Water allows things to dissolve together

 

We conversed with water. This was conversation, not rooted in speech, but in the Middle English origins of the word, where to converse is to live among, to be familiar with and become intimate with. Water was the lead performer and teacher in our encounters. To consider the world and materials ‘in conversation’ requires a fundamental shift in our sense of who we are as researchers and human beings, in relation to our planet.

 

Reflecting on the workshop – ripples continue to flow

We made deliberate interruptions to habitual digital zoom practices. Participants were encouraged to experiment with materials: paper, water, mark making items. Playful practices were encouraged. Distance was mitigated by intimacy and sharing. With a desire to abandon routine ways of creating meaning, assigning merit and judging worth, we drew on our senses and more than purely rational cognition. Within playful contexts creativity bubbled up to the surface, we glided into action with different ways of building knowledge percolating through the digital space. This proved to be insurrectionary… challenging bureaucratized and silo-ed thinking and practice’ (Brookfield, 2019). One colleague shared: ‘I loved playing with the water and then playing with how it was possible to interact with the video camera as a means of playing with the audience! It’s given me food for thought in how zoom can work in other ways.’ There were serendipitous distractions too. Another participant found droplets of water on the grass, tried to carry the stalks indoors and the droplets fell … grass came indoors to the artwork … water itself resisted capture.
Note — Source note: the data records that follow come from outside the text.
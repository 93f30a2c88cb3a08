//! Digit Classifier
//!
//! This module provides the classifier that turns a drawn canvas into a digit
//! prediction. It owns the model lifecycle gate (`Unloaded → Loading → Ready`),
//! the crop-and-resize configuration, and the class labels, and runs the whole
//! chain: extract → bounding box → crop → resize → tensor → inference → argmax.

use crate::canvas::CanvasSurface;
use crate::core::{DigitModel, ModelState, OrtDigitModel, PredictError, Tensor2D};
use crate::predictor::khmer_digit_labels;
use crate::processors::{extract_intensity, prepare_model_input, CropConfig};
use std::path::Path;
use std::sync::Arc;
use tracing::debug;

/// A single prediction over the digit classes.
#[derive(Debug, Clone)]
pub struct DigitPrediction {
    /// Class scores in class order, as produced by the model.
    pub scores: Vec<f32>,
    /// Index of the winning class (first occurrence on ties).
    pub best_class: usize,
    /// Score of the winning class.
    pub confidence: f32,
    /// Label of the winning class.
    pub label: Arc<str>,
}

impl DigitPrediction {
    /// The winning confidence as a rounded percentage.
    pub fn confidence_percent(&self) -> u32 {
        (self.confidence * 100.0).round() as u32
    }
}

/// Classifier for hand-drawn digits.
///
/// Predictions are gated on the model being loaded: a predict attempt before
/// [`DigitClassifier::load_model`] completes returns
/// [`PredictError::ModelNotReady`] instead of faulting.
pub struct DigitClassifier {
    state: ModelState,
    config: CropConfig,
    labels: Vec<Arc<str>>,
}

impl std::fmt::Debug for DigitClassifier {
    fn fmt(&self, f: &mut std::fmt::Formatter<'_>) -> std::fmt::Result {
        f.debug_struct("DigitClassifier")
            .field("state", &self.state)
            .field("config", &self.config)
            .field("labels", &self.labels.len())
            .finish()
    }
}

impl DigitClassifier {
    /// Creates an unloaded classifier with the given configuration and labels.
    ///
    /// # Arguments
    ///
    /// * `config` - Crop-and-resize configuration.
    /// * `labels` - Class labels in class order; their count fixes the number
    ///   of classes.
    ///
    /// # Returns
    ///
    /// * `Ok(DigitClassifier)` - The classifier, in the `Unloaded` state.
    /// * `Err(PredictError)` - If the configuration is invalid or no labels
    ///   were given.
    pub fn new(config: CropConfig, labels: Vec<String>) -> Result<Self, PredictError> {
        config.validate()?;
        if labels.is_empty() {
            return Err(PredictError::config("classifier needs at least one label"));
        }
        Ok(Self {
            state: ModelState::Unloaded,
            config,
            labels: labels.into_iter().map(Arc::from).collect(),
        })
    }

    /// Number of classes this classifier scores.
    pub fn num_classes(&self) -> usize {
        self.labels.len()
    }

    /// The class labels in class order.
    pub fn labels(&self) -> &[Arc<str>] {
        &self.labels
    }

    /// The crop-and-resize configuration.
    pub fn config(&self) -> &CropConfig {
        &self.config
    }

    /// Current state of the model lifecycle gate.
    pub fn state(&self) -> &ModelState {
        &self.state
    }

    /// Returns true if the model is loaded and predictions can run.
    pub fn is_ready(&self) -> bool {
        self.state.is_ready()
    }

    /// Loads the ONNX model, driving the gate `Unloaded → Loading → Ready`.
    ///
    /// A failed load returns the gate to `Unloaded`.
    ///
    /// # Arguments
    ///
    /// * `model_path` - Path to the ONNX model file.
    pub fn load_model(&mut self, model_path: impl AsRef<Path>) -> Result<(), PredictError> {
        self.state = ModelState::Loading;
        match OrtDigitModel::load(model_path, self.labels.len()) {
            Ok(model) => {
                self.state = ModelState::Ready(Box::new(model));
                debug!(classes = self.labels.len(), "model ready");
                Ok(())
            }
            Err(e) => {
                self.state = ModelState::Unloaded;
                Err(e)
            }
        }
    }

    /// Installs an already-loaded model, moving the gate straight to `Ready`.
    ///
    /// Used to swap in a different inference engine behind the same pipeline.
    pub fn set_model(&mut self, model: Box<dyn DigitModel>) {
        self.state = ModelState::Ready(model);
    }

    /// Predicts the digit drawn on a canvas surface.
    ///
    /// # Arguments
    ///
    /// * `surface` - The drawn canvas.
    ///
    /// # Returns
    ///
    /// * `Ok(DigitPrediction)` - The winning class and the full score vector.
    /// * `Err(PredictError::ModelNotReady)` - If the model is not loaded.
    /// * `Err(PredictError::EmptyCanvas)` - If the canvas holds no ink.
    /// * `Err(PredictError)` - If preprocessing or inference fails.
    pub fn predict(&self, surface: &CanvasSurface) -> Result<DigitPrediction, PredictError> {
        let size = surface.size() as usize;
        let grid = extract_intensity(&surface.to_rgba_buffer(), size, size)?;
        self.predict_grid(&grid)
    }

    /// Predicts the digit from an already-extracted intensity grid.
    pub fn predict_grid(&self, grid: &Tensor2D) -> Result<DigitPrediction, PredictError> {
        let model = self.state.model()?;

        let span = tracing::span!(tracing::Level::DEBUG, "predict", grid = ?grid.dim());
        let _guard = span.enter();

        let input = prepare_model_input(grid, &self.config)?;
        let scores = model.predict(&input)?;

        if scores.len() != self.labels.len() {
            return Err(PredictError::validation(
                "DigitClassifier",
                "score vector length",
                &self.labels.len().to_string(),
                &scores.len().to_string(),
            ));
        }

        let (best_class, confidence) = argmax_first(&scores);
        debug!(best_class, confidence, "prediction complete");

        Ok(DigitPrediction {
            label: self.labels[best_class].clone(),
            best_class,
            confidence,
            scores,
        })
    }
}

/// First-occurrence argmax over a non-empty score slice.
fn argmax_first(scores: &[f32]) -> (usize, f32) {
    let mut best_idx = 0;
    let mut best = scores[0];
    for (idx, &score) in scores.iter().enumerate().skip(1) {
        if score > best {
            best = score;
            best_idx = idx;
        }
    }
    (best_idx, best)
}

/// Builder for the digit classifier.
pub struct DigitClassifierBuilder {
    config: CropConfig,
    labels: Vec<String>,
}

impl DigitClassifierBuilder {
    /// Creates a builder with the default crop configuration and Khmer labels.
    pub fn new() -> Self {
        Self {
            config: CropConfig::default(),
            labels: khmer_digit_labels(),
        }
    }

    /// Sets the ink threshold on the canonical [0, 1] scale.
    pub fn ink_threshold(mut self, threshold: f32) -> Self {
        self.config.ink_threshold = threshold;
        self
    }

    /// Sets the margin added around the detected ink box.
    pub fn padding(mut self, padding: usize) -> Self {
        self.config.padding = padding;
        self
    }

    /// Sets the side length of the model input grid.
    pub fn target_size(mut self, target_size: usize) -> Self {
        self.config.target_size = target_size;
        self
    }

    /// Replaces the class labels.
    pub fn labels(mut self, labels: Vec<String>) -> Self {
        self.labels = labels;
        self
    }

    /// Builds the classifier and loads the ONNX model from `model_path`.
    pub fn build(self, model_path: &Path) -> Result<DigitClassifier, PredictError> {
        let mut classifier = DigitClassifier::new(self.config, self.labels)?;
        classifier.load_model(model_path)?;
        Ok(classifier)
    }

    /// Builds the classifier in the `Unloaded` state, without touching a model
    /// file. A model can be installed later via `load_model` or `set_model`.
    pub fn build_unloaded(self) -> Result<DigitClassifier, PredictError> {
        DigitClassifier::new(self.config, self.labels)
    }
}

impl Default for DigitClassifierBuilder {
    fn default() -> Self {
        Self::new()
    }
}

#[cfg(test)]
mod tests {
    use super::*;
    use crate::core::Tensor4D;

    /// Model stub returning a fixed score vector.
    #[derive(Debug)]
    struct ScriptedModel {
        scores: Vec<f32>,
    }

    impl DigitModel for ScriptedModel {
        fn num_classes(&self) -> usize {
            self.scores.len()
        }

        fn predict(&self, input: &Tensor4D) -> Result<Vec<f32>, PredictError> {
            assert_eq!(input.shape(), &[1, 28, 28, 1]);
            Ok(self.scores.clone())
        }
    }

    fn classifier_with_scores(scores: Vec<f32>) -> DigitClassifier {
        let mut classifier =
            DigitClassifier::new(CropConfig::default(), khmer_digit_labels()).unwrap();
        classifier.set_model(Box::new(ScriptedModel { scores }));
        classifier
    }

    fn grid_with_ink() -> Tensor2D {
        let mut grid = Tensor2D::from_elem((100, 100), 1.0);
        for row in 40..60 {
            for col in 40..60 {
                grid[[row, col]] = 0.0;
            }
        }
        grid
    }

    #[test]
    fn test_predict_before_load_is_model_not_ready() {
        let classifier =
            DigitClassifier::new(CropConfig::default(), khmer_digit_labels()).unwrap();
        assert!(!classifier.is_ready());
        let result = classifier.predict_grid(&grid_with_ink());
        assert!(matches!(result, Err(PredictError::ModelNotReady)));
    }

    #[test]
    fn test_predict_selects_argmax() {
        let classifier = classifier_with_scores(vec![
            0.1, 0.05, 0.7, 0.02, 0.01, 0.03, 0.02, 0.03, 0.02, 0.02,
        ]);
        let prediction = classifier.predict_grid(&grid_with_ink()).unwrap();
        assert_eq!(prediction.best_class, 2);
        assert_eq!(prediction.confidence_percent(), 70);
        assert_eq!(&*prediction.label, "២");
    }

    #[test]
    fn test_ties_resolve_to_lowest_index() {
        let classifier = classifier_with_scores(vec![
            0.05, 0.4, 0.05, 0.4, 0.02, 0.02, 0.02, 0.02, 0.01, 0.01,
        ]);
        let prediction = classifier.predict_grid(&grid_with_ink()).unwrap();
        assert_eq!(prediction.best_class, 1);
    }

    #[test]
    fn test_blank_grid_is_empty_canvas() {
        let classifier = classifier_with_scores(vec![0.1; 10]);
        let grid = Tensor2D::from_elem((100, 100), 1.0);
        assert!(matches!(
            classifier.predict_grid(&grid),
            Err(PredictError::EmptyCanvas)
        ));
    }

    #[test]
    fn test_score_length_mismatch_is_invalid_input() {
        let classifier = classifier_with_scores(vec![0.5, 0.5]);
        let result = classifier.predict_grid(&grid_with_ink());
        assert!(matches!(result, Err(PredictError::InvalidInput { .. })));
    }

    #[test]
    fn test_builder_validates_config() {
        let result = DigitClassifierBuilder::new().ink_threshold(2.0).build_unloaded();
        assert!(result.is_err());
    }

    #[test]
    fn test_predict_from_surface() {
        use crate::canvas::{CanvasSurface, StrokeStyle};

        let classifier = classifier_with_scores(vec![
            0.0, 0.0, 0.0, 0.0, 0.0, 0.9, 0.1, 0.0, 0.0, 0.0,
        ]);
        let mut surface = CanvasSurface::new(280);
        surface.stroke_segment((100.0, 60.0), (140.0, 200.0), StrokeStyle::default());

        let prediction = classifier.predict(&surface).unwrap();
        assert_eq!(prediction.best_class, 5);
        assert_eq!(&*prediction.label, "៥");
    }

    #[test]
    fn test_argmax_first() {
        assert_eq!(argmax_first(&[0.3]), (0, 0.3));
        assert_eq!(argmax_first(&[0.1, 0.9, 0.9]), (1, 0.9));
        assert_eq!(argmax_first(&[0.9, 0.1, 0.9]), (0, 0.9));
    }
}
So, in thinking-with water what kinds of relations and responses were provoked? What was stirred up? Significant thoughts emerged – of temporality, playful interruptions, transformation and change, collaging, and water-worlding.

One respondent wrote: ‘When you ask what that stirred up – it did the opposite. It calmed me right down…being made to stop and dip my hands in water and play with pens was a great antidote. The fact that this was connected to theoretical thinking and rationales as a wider grounding for the work was extremely important – we weren’t just playing with a bowl of water!’ Perhaps seeking to do things differently can help us to keep spaces open for material encounters and create space to come to the surface and breathe.

Water prompted learning about ‘worlding’. Our watery worlding was informed through cultivating attention, active engagement, and entanglement in a water-paper-drawing-writing-materials assemblage. As Foley (2017) writes:

‘Worlding… is an active, ontological process; it is not simply a result of our existence in or passive encounter with particular environments, circumstances events or places… It is above all an embodied and enacted process – a way of being in the world – consisting of an individual’s whole-person act of attending to the world

The potential to be affected by materials was realised by participants:

‘Markings are made just with water and they change as the water spreads, evaporates etc. I was thinking of how water can hold and gradually erode our physical, emotional and mental knots.’

I wasn’t enjoying the misty rain this morning but this afternoon I’ve loved my engagement with it – playful rather than trying to fight against it.’

 

It makes me think back to the oil pipeline protests in America. The fact that water source was going to be destroyed. That is a powerful tool.’

 

Stewart (2012:128) refers to the affective nature of the world with ‘bodies literally affecting one another and generating intensities: human bodies, discursive bodies, bodies of thought, bodies of water.’ Collage aided our expression of these everyday affects.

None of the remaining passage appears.